Kembali Kecelakaan, Ini Perjalanan Maskapai Trigana Air Sejak Berdiri 1991
Maskapai Trigana Air Service atau biasa disebut Trigana Air berdiri mulai Maret 1991. Maskapai ini kembali mengalami kecelakaan di Bandara Halim.
IDXChannel - Maskapai Trigana Air Service atau biasa disebut Trigana Air berdiri mulai Maret 1991. Maskapai ini kembali mengalami kecelakaan di Bandara Halim rute Jakarta - Makassar, Sabtu (20/3/2021).
Sejak berdiri, maskapai ini kerap mengalami kecelakaan pesawat, dalam catatan IDXChannel, kecelakaan terparah pada November 2006 saat itu pesawat Trigana jenis DHC-6 Twin Otter menabrak permukaan berbatu dari Gunung Gergaji ketika melewati rute Muli-Ilaga yang menewaskan sembilan orang penumpang dan tiga kru pesawat.
Sedangkan pada 25 Mei 2002, Pesawat DHC 6 milik Trigana Air Service yang terbang dari Wamena menuju Enarotali jatuh di pegunungan di Papua. Dua kru dan empat penumpang tewas.
Trigana pada 2020 lalu, juga mengalami beberapa kali kecelakaan, seperti pada 25 Februari 2020. Saat itu Pesawat cargo Trigana Air Service tipe B 737-300 kecelakaan di Bandara Sentani, Papua Pesawat tergelincir saat hendak tinggal landas. Kemudian pada 28 Juli 2020 pesawat cargo milik Trigana Air service dengan nomor penerbangan PK YSZ tergelincir di Bandara Wamena.
Mengutip data Skyscanner, awal berdiri maskapai ini, perusahaan lebih banyak menfokuskan dalam melayani jasa pemetaan foto kehutanan di pulau-pulau Indonesia dengan menggunakan dua pesawat tipe Beechcraft B200C King Air.

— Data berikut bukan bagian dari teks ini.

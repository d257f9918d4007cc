//! Wizard session state and its transition function
//!
//! `WizardSession` is an immutable value. Every transition goes through
//! [`WizardSession::reduce`], a pure function from `(session, action)` to the
//! next session, so the whole navigation model can be tested without I/O.

use super::step::{TOTAL_STEPS, WizardStep};
use super::validation;
use crate::platform::api::types::{CloudProvider, DeploymentConfig, ResourceEstimate};
use std::collections::BTreeSet;

/// A single field update
#[derive(Debug, Clone, PartialEq, Eq)]
pub enum ConfigField {
    Provider(Option<CloudProvider>),
    InfrastructureType(Option<String>),
    Region(Option<String>),
    InstanceType(Option<String>),
    InstanceCount(Option<u32>),
    AutoScalingMin(Option<u32>),
    AutoScalingMax(Option<u32>),
    RelayName(Option<String>),
}

impl ConfigField {
    /// The step that collects this field
    pub fn owner(&self) -> WizardStep {
        match self {
            ConfigField::Provider(_) => WizardStep::Provider,
            ConfigField::InfrastructureType(_) => WizardStep::Infrastructure,
            ConfigField::Region(_)
            | ConfigField::InstanceType(_)
            | ConfigField::InstanceCount(_)
            | ConfigField::AutoScalingMin(_)
            | ConfigField::AutoScalingMax(_) => WizardStep::RegionSizing,
            ConfigField::RelayName(_) => WizardStep::Network,
        }
    }

    /// Write the value into `config`, returning whether anything changed
    fn apply_to(self, config: &mut DeploymentConfig) -> bool {
        fn set<T: PartialEq>(slot: &mut Option<T>, value: Option<T>) -> bool {
            if *slot == value {
                false
            } else {
                *slot = value;
                true
            }
        }

        match self {
            ConfigField::Provider(v) => set(&mut config.provider, v),
            ConfigField::InfrastructureType(v) => set(&mut config.infrastructure_type, v),
            ConfigField::Region(v) => set(&mut config.region, v),
            ConfigField::InstanceType(v) => set(&mut config.instance_type, v),
            ConfigField::InstanceCount(v) => set(&mut config.instance_count, v),
            ConfigField::AutoScalingMin(v) => set(&mut config.auto_scaling_min, v),
            ConfigField::AutoScalingMax(v) => set(&mut config.auto_scaling_max, v),
            ConfigField::RelayName(v) => set(&mut config.relay_name, v),
        }
    }
}

/// A batch of field updates merged into the form data at once
#[derive(Debug, Clone, Default, PartialEq, Eq)]
pub struct ConfigPatch {
    fields: Vec<ConfigField>,
}

impl ConfigPatch {
    pub fn new() -> Self {
        Self::default()
    }

    pub fn field(mut self, field: ConfigField) -> Self {
        self.fields.push(field);
        self
    }

    pub fn provider(self, provider: CloudProvider) -> Self {
        self.field(ConfigField::Provider(Some(provider)))
    }

    pub fn infrastructure_type(self, id: impl Into<String>) -> Self {
        self.field(ConfigField::InfrastructureType(Some(id.into())))
    }

    pub fn region(self, region: impl Into<String>) -> Self {
        self.field(ConfigField::Region(Some(region.into())))
    }

    pub fn instance_type(self, instance_type: impl Into<String>) -> Self {
        self.field(ConfigField::InstanceType(Some(instance_type.into())))
    }

    pub fn instance_count(self, count: u32) -> Self {
        self.field(ConfigField::InstanceCount(Some(count)))
    }

    pub fn auto_scaling(self, min: Option<u32>, max: Option<u32>) -> Self {
        self.field(ConfigField::AutoScalingMin(min))
            .field(ConfigField::AutoScalingMax(max))
    }

    pub fn relay_name(self, name: Option<String>) -> Self {
        self.field(ConfigField::RelayName(name))
    }

    /// Clear the sizing fields, e.g. when switching to a serverless type
    pub fn clear_sizing(self) -> Self {
        self.field(ConfigField::InstanceType(None))
            .field(ConfigField::InstanceCount(None))
            .field(ConfigField::AutoScalingMin(None))
            .field(ConfigField::AutoScalingMax(None))
    }

    /// Patch that reproduces every set field of `config`
    pub fn from_config(config: &DeploymentConfig) -> Self {
        Self {
            fields: vec![
                ConfigField::Provider(config.provider),
                ConfigField::InfrastructureType(config.infrastructure_type.clone()),
                ConfigField::Region(config.region.clone()),
                ConfigField::InstanceType(config.instance_type.clone()),
                ConfigField::InstanceCount(config.instance_count),
                ConfigField::AutoScalingMin(config.auto_scaling_min),
                ConfigField::AutoScalingMax(config.auto_scaling_max),
                ConfigField::RelayName(config.relay_name.clone()),
            ],
        }
    }

    pub fn is_empty(&self) -> bool {
        self.fields.is_empty()
    }
}

/// Session transitions
#[derive(Debug, Clone, PartialEq)]
pub enum WizardAction {
    SetField(ConfigPatch),
    NextStep,
    PreviousStep,
    JumpToStep(u8),
    /// Estimate produced for `config`; dropped if the form has moved on
    EstimateReady {
        config: DeploymentConfig,
        estimate: ResourceEstimate,
    },
    ClearEstimate,
    /// Server accepted the deployment; the only way into the deploy step
    DeploymentStarted(String),
    Reset,
}

/// Accumulated state of one wizard run
#[derive(Debug, Clone, PartialEq)]
pub struct WizardSession {
    current_step: WizardStep,
    completed_steps: BTreeSet<WizardStep>,
    form_data: DeploymentConfig,
    estimate: Option<ResourceEstimate>,
    deployment_id: Option<String>,
}

impl Default for WizardSession {
    fn default() -> Self {
        Self::new()
    }
}

impl WizardSession {
    pub fn new() -> Self {
        Self {
            current_step: WizardStep::Provider,
            completed_steps: BTreeSet::new(),
            form_data: DeploymentConfig::default(),
            estimate: None,
            deployment_id: None,
        }
    }

    pub fn current_step(&self) -> WizardStep {
        self.current_step
    }

    pub fn total_steps(&self) -> u8 {
        TOTAL_STEPS
    }

    pub fn completed_steps(&self) -> &BTreeSet<WizardStep> {
        &self.completed_steps
    }

    pub fn is_completed(&self, step: WizardStep) -> bool {
        self.completed_steps.contains(&step)
    }

    pub fn form_data(&self) -> &DeploymentConfig {
        &self.form_data
    }

    /// Estimate for the current form data, if one has been fetched
    pub fn estimate(&self) -> Option<&ResourceEstimate> {
        self.estimate.as_ref()
    }

    pub fn deployment_id(&self) -> Option<&str> {
        self.deployment_id.as_deref()
    }

    /// A deployment exists; configuration is frozen until reset
    pub fn is_committed(&self) -> bool {
        self.deployment_id.is_some()
    }

    /// Highest step index reachable by `JumpToStep`
    pub fn max_reachable_step(&self) -> u8 {
        self.completed_steps
            .iter()
            .next_back()
            .map(|s| s.index())
            .unwrap_or(0)
            .max(self.current_step.index())
    }

    /// Why the current step cannot be left forward, if it cannot
    pub fn blocked_reason(&self) -> Option<String> {
        if self.is_committed() {
            return Some("a deployment has already been started".to_string());
        }
        if self.current_step == WizardStep::Review {
            return match validation::check_step(
                WizardStep::Review,
                &self.form_data,
                self.estimate.as_ref(),
            ) {
                Ok(()) => Some("confirm the deployment to continue".to_string()),
                Err(reason) => Some(reason),
            };
        }
        validation::check_step(self.current_step, &self.form_data, self.estimate.as_ref()).err()
    }

    /// Whether `NextStep` would move the pointer
    pub fn can_advance(&self) -> bool {
        self.blocked_reason().is_none()
    }

    /// Apply an action, producing the next session
    pub fn reduce(self, action: WizardAction) -> Self {
        match action {
            WizardAction::Reset => Self::new(),
            _ if self.is_committed() => self,
            WizardAction::SetField(patch) => self.set_fields(patch),
            WizardAction::NextStep => self.next_step(),
            WizardAction::PreviousStep => self.previous_step(),
            WizardAction::JumpToStep(index) => self.jump_to_step(index),
            WizardAction::EstimateReady { config, estimate } => {
                if config == self.form_data {
                    Self {
                        estimate: Some(estimate),
                        ..self
                    }
                } else {
                    self
                }
            }
            WizardAction::ClearEstimate => Self {
                estimate: None,
                ..self
            },
            WizardAction::DeploymentStarted(id) => self.deployment_started(id),
        }
    }

    fn set_fields(mut self, patch: ConfigPatch) -> Self {
        let mut earliest_changed: Option<WizardStep> = None;
        for field in patch.fields {
            let owner = field.owner();
            if field.apply_to(&mut self.form_data) {
                earliest_changed = Some(earliest_changed.map_or(owner, |e| e.min(owner)));
            }
        }

        if let Some(owner) = earliest_changed {
            self.completed_steps.retain(|s| *s < owner);
            self.current_step = self.current_step.min(owner);
            self.estimate = None;
        }
        self
    }

    fn next_step(mut self) -> Self {
        if !self.can_advance() {
            return self;
        }
        if let Some(next) = self.current_step.next() {
            self.completed_steps.insert(self.current_step);
            self.current_step = next;
        }
        self
    }

    fn previous_step(mut self) -> Self {
        if let Some(previous) = self.current_step.previous() {
            self.current_step = previous;
        }
        self
    }

    fn jump_to_step(mut self, index: u8) -> Self {
        if index > self.max_reachable_step() {
            return self;
        }
        if let Some(step) = WizardStep::from_index(index) {
            self.current_step = step;
        }
        self
    }

    fn deployment_started(mut self, id: String) -> Self {
        if self.current_step != WizardStep::Review || self.estimate.is_none() || id.is_empty() {
            return self;
        }
        self.completed_steps.insert(WizardStep::Review);
        self.current_step = WizardStep::Deploy;
        self.deployment_id = Some(id);
        self
    }
}
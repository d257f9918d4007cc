//! The six steps of the relay deployment wizard

use std::fmt;

/// Number of steps in the deployment workflow
pub const TOTAL_STEPS: u8 = 6;

/// Wizard step, ordered as presented to the operator
#[derive(Debug, Clone, Copy, PartialEq, Eq, Hash, PartialOrd, Ord)]
pub enum WizardStep {
    Provider = 1,
    Infrastructure = 2,
    RegionSizing = 3,
    Network = 4,
    Review = 5,
    Deploy = 6,
}

impl WizardStep {
    /// All steps in order
    pub fn all() -> [WizardStep; TOTAL_STEPS as usize] {
        [
            WizardStep::Provider,
            WizardStep::Infrastructure,
            WizardStep::RegionSizing,
            WizardStep::Network,
            WizardStep::Review,
            WizardStep::Deploy,
        ]
    }

    /// Step for a 1-based index
    pub fn from_index(index: u8) -> Option<Self> {
        match index {
            1 => Some(WizardStep::Provider),
            2 => Some(WizardStep::Infrastructure),
            3 => Some(WizardStep::RegionSizing),
            4 => Some(WizardStep::Network),
            5 => Some(WizardStep::Review),
            6 => Some(WizardStep::Deploy),
            _ => None,
        }
    }

    /// 1-based index
    pub fn index(self) -> u8 {
        self as u8
    }

    pub fn next(self) -> Option<Self> {
        Self::from_index(self.index() + 1)
    }

    pub fn previous(self) -> Option<Self> {
        Self::from_index(self.index().saturating_sub(1))
    }

    pub fn title(self) -> &'static str {
        match self {
            WizardStep::Provider => "Cloud Provider",
            WizardStep::Infrastructure => "Infrastructure",
            WizardStep::RegionSizing => "Region & Sizing",
            WizardStep::Network => "Network & Identity",
            WizardStep::Review => "Review",
            WizardStep::Deploy => "Deploy",
        }
    }

    pub fn description(self) -> &'static str {
        match self {
            WizardStep::Provider => "Choose where the relay will run",
            WizardStep::Infrastructure => "Choose how the relay is hosted",
            WizardStep::RegionSizing => "Choose a region and instance sizing",
            WizardStep::Network => "Default network policy and relay name",
            WizardStep::Review => "Review the configuration and its estimated cost",
            WizardStep::Deploy => "Provision the relay and follow progress",
        }
    }
}

impl fmt::Display for WizardStep {
    fn fmt(&self, f: &mut fmt::Formatter<'_>) -> fmt::Result {
        write!(f, "Step {}/{}: {}", self.index(), TOTAL_STEPS, self.title())
    }
}
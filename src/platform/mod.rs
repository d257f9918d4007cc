//! Platform module for relay provisioning backend integration
//!
//! This module provides the API client and the backend seam used by the
//! deployment wizard.

pub mod api;
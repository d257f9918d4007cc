//! Provider catalog for the relay deployment wizard
//!
//! Static description of the infrastructure a relay can run on: per provider,
//! the infrastructure types, the regions each type supports and, for
//! instance-based types, the allowed machine sizes.

use crate::platform::api::types::CloudProvider;

/// A cloud region/location option
#[derive(Debug, Clone)]
pub struct CloudRegion {
    /// Region ID (e.g., "us-east-1", "westeurope")
    pub id: &'static str,
    /// Human-readable name (e.g., "N. Virginia")
    pub name: &'static str,
    /// Geographic location (e.g., "US East")
    pub location: &'static str,
}

/// A machine/instance type option
#[derive(Debug, Clone)]
pub struct MachineType {
    /// Machine type ID (e.g., "t3.medium", "e2-standard-2")
    pub id: &'static str,
    /// Number of vCPUs (as string to handle fractional)
    pub cpu: &'static str,
    /// Memory amount (e.g., "4 GB")
    pub memory: &'static str,
}

/// A kind of infrastructure the relay can be provisioned on
#[derive(Debug, Clone)]
pub struct InfrastructureType {
    /// Catalog id sent to the backend (e.g., "ec2")
    pub id: &'static str,
    /// Display name
    pub name: &'static str,
    /// One-line description
    pub description: &'static str,
    /// Whether instance type and count must be chosen
    pub requires_sizing: bool,
    /// Supported region ids
    pub regions: &'static [&'static str],
    /// Allowed machine types; empty when sizing is not required
    pub machine_types: &'static [MachineType],
}

// =============================================================================
// AWS
// =============================================================================

pub static AWS_REGIONS: &[CloudRegion] = &[
    CloudRegion { id: "us-east-1", name: "N. Virginia", location: "US East" },
    CloudRegion { id: "us-east-2", name: "Ohio", location: "US East" },
    CloudRegion { id: "us-west-2", name: "Oregon", location: "US West" },
    CloudRegion { id: "eu-west-1", name: "Ireland", location: "Europe" },
    CloudRegion { id: "eu-central-1", name: "Frankfurt", location: "Germany" },
    CloudRegion { id: "ap-southeast-1", name: "Singapore", location: "Southeast Asia" },
];

pub static AWS_INSTANCE_TYPES: &[MachineType] = &[
    MachineType { id: "t3.small", cpu: "2", memory: "2 GB" },
    MachineType { id: "t3.medium", cpu: "2", memory: "4 GB" },
    MachineType { id: "t3.large", cpu: "2", memory: "8 GB" },
    MachineType { id: "m5.large", cpu: "2", memory: "8 GB" },
    MachineType { id: "m5.xlarge", cpu: "4", memory: "16 GB" },
];

pub static AWS_INFRASTRUCTURE: &[InfrastructureType] = &[
    InfrastructureType {
        id: "ec2",
        name: "EC2",
        description: "Relay runs on dedicated EC2 instances",
        requires_sizing: true,
        regions: &["us-east-1", "us-east-2", "us-west-2", "eu-west-1", "eu-central-1", "ap-southeast-1"],
        machine_types: AWS_INSTANCE_TYPES,
    },
    InfrastructureType {
        id: "ecs",
        name: "ECS",
        description: "Relay runs as an ECS service on EC2 capacity",
        requires_sizing: true,
        regions: &["us-east-1", "us-east-2", "us-west-2", "eu-west-1", "eu-central-1"],
        machine_types: AWS_INSTANCE_TYPES,
    },
    InfrastructureType {
        id: "lambda",
        name: "Lambda",
        description: "Serverless relay triggered by queue events",
        requires_sizing: false,
        regions: &["us-east-1", "us-west-2", "eu-west-1"],
        machine_types: &[],
    },
];

// =============================================================================
// Azure
// =============================================================================

pub static AZURE_REGIONS: &[CloudRegion] = &[
    CloudRegion { id: "eastus", name: "East US", location: "Virginia" },
    CloudRegion { id: "westus2", name: "West US 2", location: "Washington" },
    CloudRegion { id: "westeurope", name: "West Europe", location: "Netherlands" },
    CloudRegion { id: "northeurope", name: "North Europe", location: "Ireland" },
    CloudRegion { id: "southeastasia", name: "Southeast Asia", location: "Singapore" },
];

pub static AZURE_VM_SIZES: &[MachineType] = &[
    MachineType { id: "Standard_B1ms", cpu: "1", memory: "2 GB" },
    MachineType { id: "Standard_B2s", cpu: "2", memory: "4 GB" },
    MachineType { id: "Standard_D2s_v5", cpu: "2", memory: "8 GB" },
    MachineType { id: "Standard_D4s_v5", cpu: "4", memory: "16 GB" },
];

pub static AZURE_INFRASTRUCTURE: &[InfrastructureType] = &[
    InfrastructureType {
        id: "vm",
        name: "Virtual Machines",
        description: "Relay runs on Azure virtual machines",
        requires_sizing: true,
        regions: &["eastus", "westus2", "westeurope", "northeurope", "southeastasia"],
        machine_types: AZURE_VM_SIZES,
    },
    InfrastructureType {
        id: "aci",
        name: "Container Instances",
        description: "Relay runs as Azure container groups",
        requires_sizing: true,
        regions: &["eastus", "westus2", "westeurope"],
        machine_types: AZURE_VM_SIZES,
    },
    InfrastructureType {
        id: "functions",
        name: "Functions",
        description: "Serverless relay on the Azure Functions consumption plan",
        requires_sizing: false,
        regions: &["eastus", "westeurope"],
        machine_types: &[],
    },
];

// =============================================================================
// GCP (Google Cloud Platform)
// =============================================================================

pub static GCP_REGIONS: &[CloudRegion] = &[
    CloudRegion { id: "us-central1", name: "Iowa", location: "US Central" },
    CloudRegion { id: "us-east1", name: "South Carolina", location: "US East" },
    CloudRegion { id: "us-west1", name: "Oregon", location: "US West" },
    CloudRegion { id: "europe-west1", name: "Belgium", location: "Europe" },
    CloudRegion { id: "europe-west3", name: "Frankfurt", location: "Germany" },
    CloudRegion { id: "asia-southeast1", name: "Singapore", location: "Southeast Asia" },
];

pub static GCP_MACHINE_TYPES: &[MachineType] = &[
    MachineType { id: "e2-small", cpu: "0.5", memory: "2 GB" },
    MachineType { id: "e2-medium", cpu: "1", memory: "4 GB" },
    MachineType { id: "e2-standard-2", cpu: "2", memory: "8 GB" },
    MachineType { id: "n2-standard-2", cpu: "2", memory: "8 GB" },
    MachineType { id: "n2-standard-4", cpu: "4", memory: "16 GB" },
];

pub static GCP_INFRASTRUCTURE: &[InfrastructureType] = &[
    InfrastructureType {
        id: "compute",
        name: "Compute Engine",
        description: "Relay runs on Compute Engine VMs",
        requires_sizing: true,
        regions: &["us-central1", "us-east1", "us-west1", "europe-west1", "europe-west3", "asia-southeast1"],
        machine_types: GCP_MACHINE_TYPES,
    },
    InfrastructureType {
        id: "gke",
        name: "GKE",
        description: "Relay runs as a workload on a GKE node pool",
        requires_sizing: true,
        regions: &["us-central1", "us-east1", "europe-west1"],
        machine_types: GCP_MACHINE_TYPES,
    },
    InfrastructureType {
        id: "cloud-run",
        name: "Cloud Run",
        description: "Serverless relay on Cloud Run",
        requires_sizing: false,
        regions: &["us-central1", "us-east1", "europe-west1", "asia-southeast1"],
        machine_types: &[],
    },
];

// =============================================================================
// Helper Functions
// =============================================================================

/// Get infrastructure types offered by a cloud provider
pub fn infrastructure_types(provider: &CloudProvider) -> &'static [InfrastructureType] {
    match provider {
        CloudProvider::Aws => AWS_INFRASTRUCTURE,
        CloudProvider::Azure => AZURE_INFRASTRUCTURE,
        CloudProvider::Gcp => GCP_INFRASTRUCTURE,
    }
}

/// Look up an infrastructure type in a provider's catalog
pub fn find_infrastructure(
    provider: &CloudProvider,
    infrastructure_id: &str,
) -> Option<&'static InfrastructureType> {
    infrastructure_types(provider)
        .iter()
        .find(|i| i.id == infrastructure_id)
}

/// Get all regions known for a cloud provider
pub fn provider_regions(provider: &CloudProvider) -> &'static [CloudRegion] {
    match provider {
        CloudProvider::Aws => AWS_REGIONS,
        CloudProvider::Azure => AZURE_REGIONS,
        CloudProvider::Gcp => GCP_REGIONS,
    }
}

/// Regions supported by an infrastructure type, in catalog order
pub fn regions_for(provider: &CloudProvider, infrastructure_id: &str) -> Vec<&'static CloudRegion> {
    let Some(infra) = find_infrastructure(provider, infrastructure_id) else {
        return Vec::new();
    };
    provider_regions(provider)
        .iter()
        .filter(|r| infra.regions.contains(&r.id))
        .collect()
}

/// Get default region for a provider
pub fn default_region(provider: &CloudProvider) -> &'static str {
    match provider {
        CloudProvider::Aws => "us-east-1",
        CloudProvider::Azure => "eastus",
        CloudProvider::Gcp => "us-central1",
    }
}

/// Get default machine type for an instance-based infrastructure type
pub fn default_instance_type(
    provider: &CloudProvider,
    infrastructure_id: &str,
) -> Option<&'static str> {
    let infra = find_infrastructure(provider, infrastructure_id)?;
    if !infra.requires_sizing {
        return None;
    }
    let preferred = match provider {
        CloudProvider::Aws => "t3.medium",
        CloudProvider::Azure => "Standard_B2s",
        CloudProvider::Gcp => "e2-medium",
    };
    infra
        .machine_types
        .iter()
        .find(|m| m.id == preferred)
        .or_else(|| infra.machine_types.first())
        .map(|m| m.id)
}
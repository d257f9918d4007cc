use crate::platform::api::types::CloudProvider;
use clap::{Parser, Subcommand};
use std::path::PathBuf;

#[derive(Parser)]
#[command(name = "relay-ctl")]
#[command(version = env!("CARGO_PKG_VERSION"))]
#[command(about = "Provision CI/CD relay infrastructure")]
#[command(long_about = "A terminal console for provisioning relay infrastructure: a guided six-step deployment wizard with cost estimates, an explicit confirmation gate and live progress while the deployment runs.")]
pub struct Cli {
    #[command(subcommand)]
    pub command: Commands,

    /// Path to configuration file
    #[arg(short, long, global = true, value_name = "FILE")]
    pub config: Option<PathBuf>,

    /// Enable verbose logging (-v for info, -vv for debug, -vvv for trace)
    #[arg(short, long, global = true, action = clap::ArgAction::Count)]
    pub verbose: u8,

    /// Suppress all output except errors
    #[arg(short, long, global = true)]
    pub quiet: bool,

    /// Base URL of the relay provisioning API
    #[arg(long, global = true, env = "RELAY_API_URL", value_name = "URL")]
    pub api_url: Option<String>,

    /// Bearer token for the relay provisioning API
    #[arg(long, global = true, env = "RELAY_API_TOKEN", hide_env_values = true)]
    pub api_token: Option<String>,

    /// Output in JSON format where applicable
    #[arg(long, global = true)]
    pub json: bool,
}

#[derive(Subcommand)]
pub enum Commands {
    /// Run the interactive relay deployment wizard
    Deploy,

    /// Estimate cost and provisioning time for a deployment configuration
    Estimate {
        /// Deployment configuration file (TOML or JSON)
        #[arg(short, long, value_name = "FILE")]
        file: PathBuf,
    },

    /// Show the status of a deployment
    Status {
        /// Deployment identifier
        #[arg(value_name = "DEPLOYMENT_ID")]
        deployment_id: String,

        /// Follow the deployment until it finishes
        #[arg(short, long)]
        watch: bool,
    },

    /// Cancel a running deployment
    Cancel {
        /// Deployment identifier
        #[arg(value_name = "DEPLOYMENT_ID")]
        deployment_id: String,
    },

    /// List registered relays
    Relays,

    /// Show supported providers, infrastructure types, regions and sizes
    Catalog {
        /// Only show one provider (aws, azure, gcp)
        #[arg(short, long)]
        provider: Option<CloudProvider>,
    },
}

impl Cli {
    /// Initialize logging based on verbosity level
    pub fn init_logging(&self) {
        if self.quiet {
            return;
        }

        let level = match self.verbose {
            0 => log::LevelFilter::Warn,
            1 => log::LevelFilter::Info,
            2 => log::LevelFilter::Debug,
            _ => log::LevelFilter::Trace,
        };

        env_logger::Builder::from_default_env()
            .filter_level(level)
            .init();
    }
}

#[cfg(test)]
mod tests {
    use super::*;
    use clap::CommandFactory;

    #[test]
    fn test_cli_definition_is_valid() {
        Cli::command().debug_assert();
    }

    #[test]
    fn test_parse_status_watch() {
        let cli = Cli::try_parse_from(["relay-ctl", "-vv", "status", "d1", "--watch"]).unwrap();
        assert_eq!(cli.verbose, 2);
        match cli.command {
            Commands::Status {
                deployment_id,
                watch,
            } => {
                assert_eq!(deployment_id, "d1");
                assert!(watch);
            }
            _ => panic!("expected status command"),
        }
    }

    #[test]
    fn test_parse_catalog_provider() {
        let cli = Cli::try_parse_from(["relay-ctl", "catalog", "--provider", "gcp"]).unwrap();
        assert!(matches!(
            cli.command,
            Commands::Catalog {
                provider: Some(CloudProvider::Gcp)
            }
        ));
        assert!(Cli::try_parse_from(["relay-ctl", "catalog", "-p", "hetzner"]).is_err());
    }
}
// Handler modules
pub mod catalog;
pub mod deploy;
pub mod estimate;
pub mod follow;
pub mod relays;
pub mod status;

// Re-export all handler functions
pub use catalog::handle_catalog;
pub use deploy::handle_deploy;
pub use estimate::{handle_estimate, load_deployment_config};
pub use follow::{FollowOutcome, follow_deployment};
pub use relays::handle_relays;
pub use status::{handle_cancel, handle_status};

Pemetaan ini menghasilkan fotografi udara pertama Indonesia dengan presisi terbaik di masanya. Keberhasilan proyek ini mendorong Trigana Air untuk menambah dua pesawat helikopter NBell 412SP ke dalam armada pesawatnya untuk memberikan layanan yang lebih baik lagi.
Pada akhir tahun 1991, kedua pesawat helicopter tersebut digunakan atas nama Maxus Oil di Pabelokan, di lepas pantai Kepulauan Seribu.
Seiring waktu, fokus layanan Trigana Air kemudian dialihkan ke transportasi kru perusahaan dan logistik. Untuk mendukung visi bisnis yang baru tersebut, armada pesawat Trigana Air pun terus mengalami peningkatan, baik secara kuantitas maupun kualitas.
Beberapa pesawat yang pernah masuk dalam armada Trigana Air yaitu Fokkter F27-600, Twin-Otter DHC-6, dan Pilatus PC-6. Pesawat-pesawat ini digunakan untuk mengangkut logistik ke 24 kecamatan di Papua. Pada akhir tahun 2006, pesawat Fokker F27 digantikan oleh De Havilland DHC-4 yang lebih teruji untuk transportasi kargo logistik.
Pada awal abad ke-21, dikarenakan deregulasi maskapai penerbangan di masa itu, Trigana Air melakukan perubahan strategi bisnis kembali dan bertransformasi menjadi maskapai penerbangan berjadwal. Fokus layanan Trigana Air yaitu di rute-rute penerbangan domestik perintis.
Dengan perubahan ini, Trigana Air pun mengganti armada pesawatnya dengan mendatangkan pesawat-pesawat penumpang seperti tipe propeller ATR 42.
Seiring perkembangan peminat penerbangan ke kota-kota perintis dan juga penambahan cakupan layanan penerbangan, Trigana Air pun menambahkan pesawat tipe ATR72-300 dan juga Boeing 737 yang berkapasitas lebih besar.
Rute-rute penerbangan Trigana Air di Jawa dan Kalimantan sempat mengalami perubahan beberapa kali, namun hingga November 2016, Trigana Air masih terus melayani penerbangan dari dan ke kota-kota besar seperti Jakarta, Semarang, Surabaya, dan Pangkalan Bun.
Trigana Air juga terus menambahkan rute-rute penerbangan baru di Papua ke kota-kota seperti Jayapura, Merauke, Nabire, Dekai, Tanahmerah (Gunung Bintang), dan Wamena. (RAMA).